Has the faculty member created a viable business entity?
The faculty company should be required to demonstrate that it has access to capital,
operating funds, and other resources sufficient to make the business work. It should also
have credible and experienced management.
Does the company have a business plan?
The company should be required to submit a business plan that demonstrates an
understanding of the technology and its potential market and that contains a realistic and
effective commercialization strategy.
Is the faculty-owned company the best vehicle for developing the technology?

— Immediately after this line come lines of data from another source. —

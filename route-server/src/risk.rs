//! Route risk scoring.
//!
//! A row can carry its own risk as a number or a label; either wins over
//! the heuristic. The heuristic adds distance, lead time and a penalty for
//! fallback geometry to a per-mode base.

use chrono::{DateTime, NaiveDate, NaiveDateTime};
use serde::Serialize;
use serde_json::Value;

use crate::domain::TransportMode;

/// Distance at which the distance term saturates.
const DISTANCE_SATURATION_KM: f64 = 12_000.0;
const DISTANCE_WEIGHT: f64 = 0.33;
/// Lead time at which the lead-time term saturates.
const LEAD_SATURATION_DAYS: f64 = 45.0;
const LEAD_WEIGHT: f64 = 0.18;
const FALLBACK_PENALTY: f64 = 0.1;

/// Coarse risk bucket.
#[derive(Debug, Clone, Copy, PartialEq, Eq, Serialize)]
#[serde(rename_all = "lowercase")]
pub enum RiskLevel {
    Low,
    Medium,
    High,
}

impl RiskLevel {
    /// Bucket a score in `[0, 1]`.
    pub fn from_score(score: f64) -> Self {
        if score <= 0.35 {
            RiskLevel::Low
        } else if score <= 0.7 {
            RiskLevel::Medium
        } else {
            RiskLevel::High
        }
    }

    /// Parse a label, case-insensitively. Accepts "med" for medium.
    pub fn parse(label: &str) -> Option<Self> {
        match label.trim().to_lowercase().as_str() {
            "low" => Some(RiskLevel::Low),
            "medium" | "med" => Some(RiskLevel::Medium),
            "high" => Some(RiskLevel::High),
            _ => None,
        }
    }

    /// Representative score for an explicit label.
    pub fn score(&self) -> f64 {
        match self {
            RiskLevel::Low => 0.2,
            RiskLevel::Medium => 0.55,
            RiskLevel::High => 0.85,
        }
    }

    pub fn as_str(&self) -> &'static str {
        match self {
            RiskLevel::Low => "low",
            RiskLevel::Medium => "medium",
            RiskLevel::High => "high",
        }
    }
}

/// Risk-related raw values taken from a row.
#[derive(Debug, Clone, Copy, Default)]
pub struct RiskInputs<'a> {
    pub risk_score: Option<&'a Value>,
    pub risk_level: Option<&'a Value>,
    pub lead_time_days: Option<&'a Value>,
    pub planned_departure: Option<&'a Value>,
    pub planned_arrival: Option<&'a Value>,
}

/// Route facts the heuristic depends on.
#[derive(Debug, Clone, Copy)]
pub struct RouteFacts {
    pub mode: TransportMode,
    pub distance_km: f64,
    pub is_fallback: bool,
}

#[derive(Debug, Clone, Copy, PartialEq)]
pub struct RiskAssessment {
    pub score: f64,
    pub level: RiskLevel,
}

/// Score a route, preferring values stated on the row.
pub fn assess(inputs: &RiskInputs<'_>, facts: &RouteFacts) -> RiskAssessment {
    if let Some(score) = inputs.risk_score.and_then(number) {
        let score = score.clamp(0.0, 1.0);
        return RiskAssessment {
            score,
            level: RiskLevel::from_score(score),
        };
    }

    if let Some(level) = inputs
        .risk_level
        .and_then(Value::as_str)
        .and_then(RiskLevel::parse)
    {
        return RiskAssessment {
            score: level.score(),
            level,
        };
    }

    let score = heuristic(facts, lead_time_days(inputs).unwrap_or(0.0));
    RiskAssessment {
        score,
        level: RiskLevel::from_score(score),
    }
}

fn heuristic(facts: &RouteFacts, lead_days: f64) -> f64 {
    let distance = if facts.distance_km.is_finite() {
        facts.distance_km.max(0.0)
    } else {
        0.0
    };
    let raw = base_score(facts.mode)
        + (distance / DISTANCE_SATURATION_KM).min(1.0) * DISTANCE_WEIGHT
        + (lead_days.max(0.0) / LEAD_SATURATION_DAYS).min(1.0) * LEAD_WEIGHT
        + if facts.is_fallback { FALLBACK_PENALTY } else { 0.0 };
    raw.clamp(0.0, 1.0)
}

fn base_score(mode: TransportMode) -> f64 {
    match mode {
        TransportMode::Sea => 0.32,
        TransportMode::Air => 0.18,
        TransportMode::Rail => 0.22,
        TransportMode::Road => 0.26,
        TransportMode::Multimodal => 0.30,
    }
}

/// Stated lead time, or the gap between planned departure and arrival.
fn lead_time_days(inputs: &RiskInputs<'_>) -> Option<f64> {
    if let Some(days) = inputs.lead_time_days.and_then(number) {
        return Some(days);
    }
    let departure = inputs.planned_departure.and_then(Value::as_str).and_then(parse_timestamp)?;
    let arrival = inputs.planned_arrival.and_then(Value::as_str).and_then(parse_timestamp)?;
    let secs = (arrival - departure).num_seconds();
    (secs >= 0).then(|| secs as f64 / 86_400.0)
}

/// A finite number, or a string holding one.
fn number(value: &Value) -> Option<f64> {
    let n = match value {
        Value::Number(n) => n.as_f64(),
        Value::String(s) => s.trim().parse::<f64>().ok(),
        _ => None,
    }?;
    n.is_finite().then_some(n)
}

const DATETIME_FORMATS: &[&str] = &["%Y-%m-%d %H:%M:%S", "%Y-%m-%dT%H:%M:%S"];
const DATE_FORMATS: &[&str] = &["%Y-%m-%d", "%Y/%m/%d", "%m/%d/%Y"];

/// Parse RFC 3339 or one of the common spreadsheet date formats.
/// Offsets are normalized to UTC; naive values are taken as UTC.
pub(crate) fn parse_timestamp(s: &str) -> Option<NaiveDateTime> {
    let s = s.trim();
    if let Ok(dt) = DateTime::parse_from_rfc3339(s) {
        return Some(dt.naive_utc());
    }
    for fmt in DATETIME_FORMATS {
        if let Ok(dt) = NaiveDateTime::parse_from_str(s, fmt) {
            return Some(dt);
        }
    }
    for fmt in DATE_FORMATS {
        if let Ok(d) = NaiveDate::parse_from_str(s, fmt) {
            return d.and_hms_opt(0, 0, 0);
        }
    }
    None
}

#[cfg(test)]
mod tests {
    use super::*;
    use serde_json::json;

    fn facts(mode: TransportMode, distance_km: f64, is_fallback: bool) -> RouteFacts {
        RouteFacts {
            mode,
            distance_km,
            is_fallback,
        }
    }

    #[test]
    fn explicit_score_wins_and_is_clamped() {
        let score = json!(1.7);
        let level = json!("low");
        let inputs = RiskInputs {
            risk_score: Some(&score),
            risk_level: Some(&level),
            ..Default::default()
        };
        let r = assess(&inputs, &facts(TransportMode::Air, 100.0, false));
        assert_eq!(r.score, 1.0);
        assert_eq!(r.level, RiskLevel::High);
    }

    #[test]
    fn numeric_string_score() {
        let score = json!(" 0.4 ");
        let inputs = RiskInputs {
            risk_score: Some(&score),
            ..Default::default()
        };
        let r = assess(&inputs, &facts(TransportMode::Sea, 0.0, false));
        assert_eq!(r.score, 0.4);
        assert_eq!(r.level, RiskLevel::Medium);
    }

    #[test]
    fn non_numeric_score_falls_through_to_level() {
        let score = json!("n/a");
        let level = json!("MED");
        let inputs = RiskInputs {
            risk_score: Some(&score),
            risk_level: Some(&level),
            ..Default::default()
        };
        let r = assess(&inputs, &facts(TransportMode::Sea, 0.0, false));
        assert_eq!(r.score, 0.55);
        assert_eq!(r.level, RiskLevel::Medium);
    }

    #[test]
    fn heuristic_terms() {
        let none = RiskInputs::default();
        let r = assess(&none, &facts(TransportMode::Air, 0.0, false));
        assert!((r.score - 0.18).abs() < 1e-12);
        assert_eq!(r.level, RiskLevel::Low);

        // Full distance term, no lead time, fallback penalty.
        let r = assess(&none, &facts(TransportMode::Sea, 24_000.0, true));
        assert!((r.score - (0.32 + 0.33 + 0.1)).abs() < 1e-12);
        assert_eq!(r.level, RiskLevel::High);
    }

    #[test]
    fn lead_time_from_field() {
        let lead = json!("45");
        let inputs = RiskInputs {
            lead_time_days: Some(&lead),
            ..Default::default()
        };
        let r = assess(&inputs, &facts(TransportMode::Road, 0.0, false));
        assert!((r.score - (0.26 + 0.18)).abs() < 1e-12);
    }

    #[test]
    fn lead_time_from_planned_dates() {
        let dep = json!("2024-03-01");
        let arr = json!("2024-03-23T12:00:00Z");
        let inputs = RiskInputs {
            planned_departure: Some(&dep),
            planned_arrival: Some(&arr),
            ..Default::default()
        };
        assert_eq!(lead_time_days(&inputs), Some(22.5));
    }

    #[test]
    fn reversed_dates_are_ignored() {
        let dep = json!("03/10/2024");
        let arr = json!("2024/03/01");
        let inputs = RiskInputs {
            planned_departure: Some(&dep),
            planned_arrival: Some(&arr),
            ..Default::default()
        };
        assert_eq!(lead_time_days(&inputs), None);
    }

    #[test]
    fn timestamp_formats() {
        assert!(parse_timestamp("2024-03-01T08:00:00+02:00").is_some());
        assert!(parse_timestamp("2024-03-01 08:00:00").is_some());
        assert!(parse_timestamp("2024/03/01").is_some());
        assert!(parse_timestamp("03/01/2024").is_some());
        assert!(parse_timestamp("next tuesday").is_none());
    }

    #[test]
    fn labels() {
        assert_eq!(RiskLevel::from_score(0.35), RiskLevel::Low);
        assert_eq!(RiskLevel::from_score(0.36), RiskLevel::Medium);
        assert_eq!(RiskLevel::from_score(0.7), RiskLevel::Medium);
        assert_eq!(RiskLevel::from_score(0.71), RiskLevel::High);
        assert_eq!(RiskLevel::parse(" High "), Some(RiskLevel::High));
        assert_eq!(RiskLevel::parse("severe"), None);
    }

    mod proptests {
        use super::*;
        use proptest::prelude::*;

        fn any_mode() -> impl Strategy<Value = TransportMode> {
            prop::sample::select(TransportMode::ALL.to_vec())
        }

        proptest! {
            #[test]
            fn score_in_unit_interval(
                mode in any_mode(),
                km in prop::num::f64::ANY,
                lead in prop::num::f64::ANY,
                fallback in any::<bool>(),
            ) {
                let lead = json!(lead.to_string());
                let inputs = RiskInputs { lead_time_days: Some(&lead), ..Default::default() };
                let r = assess(&inputs, &facts(mode, km, fallback));
                prop_assert!((0.0..=1.0).contains(&r.score));
                prop_assert_eq!(r.level, RiskLevel::from_score(r.score));
            }

            #[test]
            fn explicit_score_always_clamped(explicit in -1e6f64..1e6, mode in any_mode()) {
                let v = json!(explicit);
                let inputs = RiskInputs { risk_score: Some(&v), ..Default::default() };
                let r = assess(&inputs, &facts(mode, 1000.0, false));
                prop_assert_eq!(r.score, explicit.clamp(0.0, 1.0));
            }
        }
    }
}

The university should make a thorough evaluation of the invention's economic
potential and the pool of potential licensees before it decides on the most advantageous
method for developing the technology. In some instances, an established company with
prior experience in the area may present a greater probability for success. In this regard,
it is important to resist suggestions to commit to the faculty company too early in the
research process. Faculty sometimes want to start a business and sign a university
contract when the technology is at an early stage of development, before either party
understands its full potential. It is not realistic to believe that the faculty company can
attract financial backers at this point, and more importantly, it is difficult for the
university to determine whether other commercialization options are more appropriate.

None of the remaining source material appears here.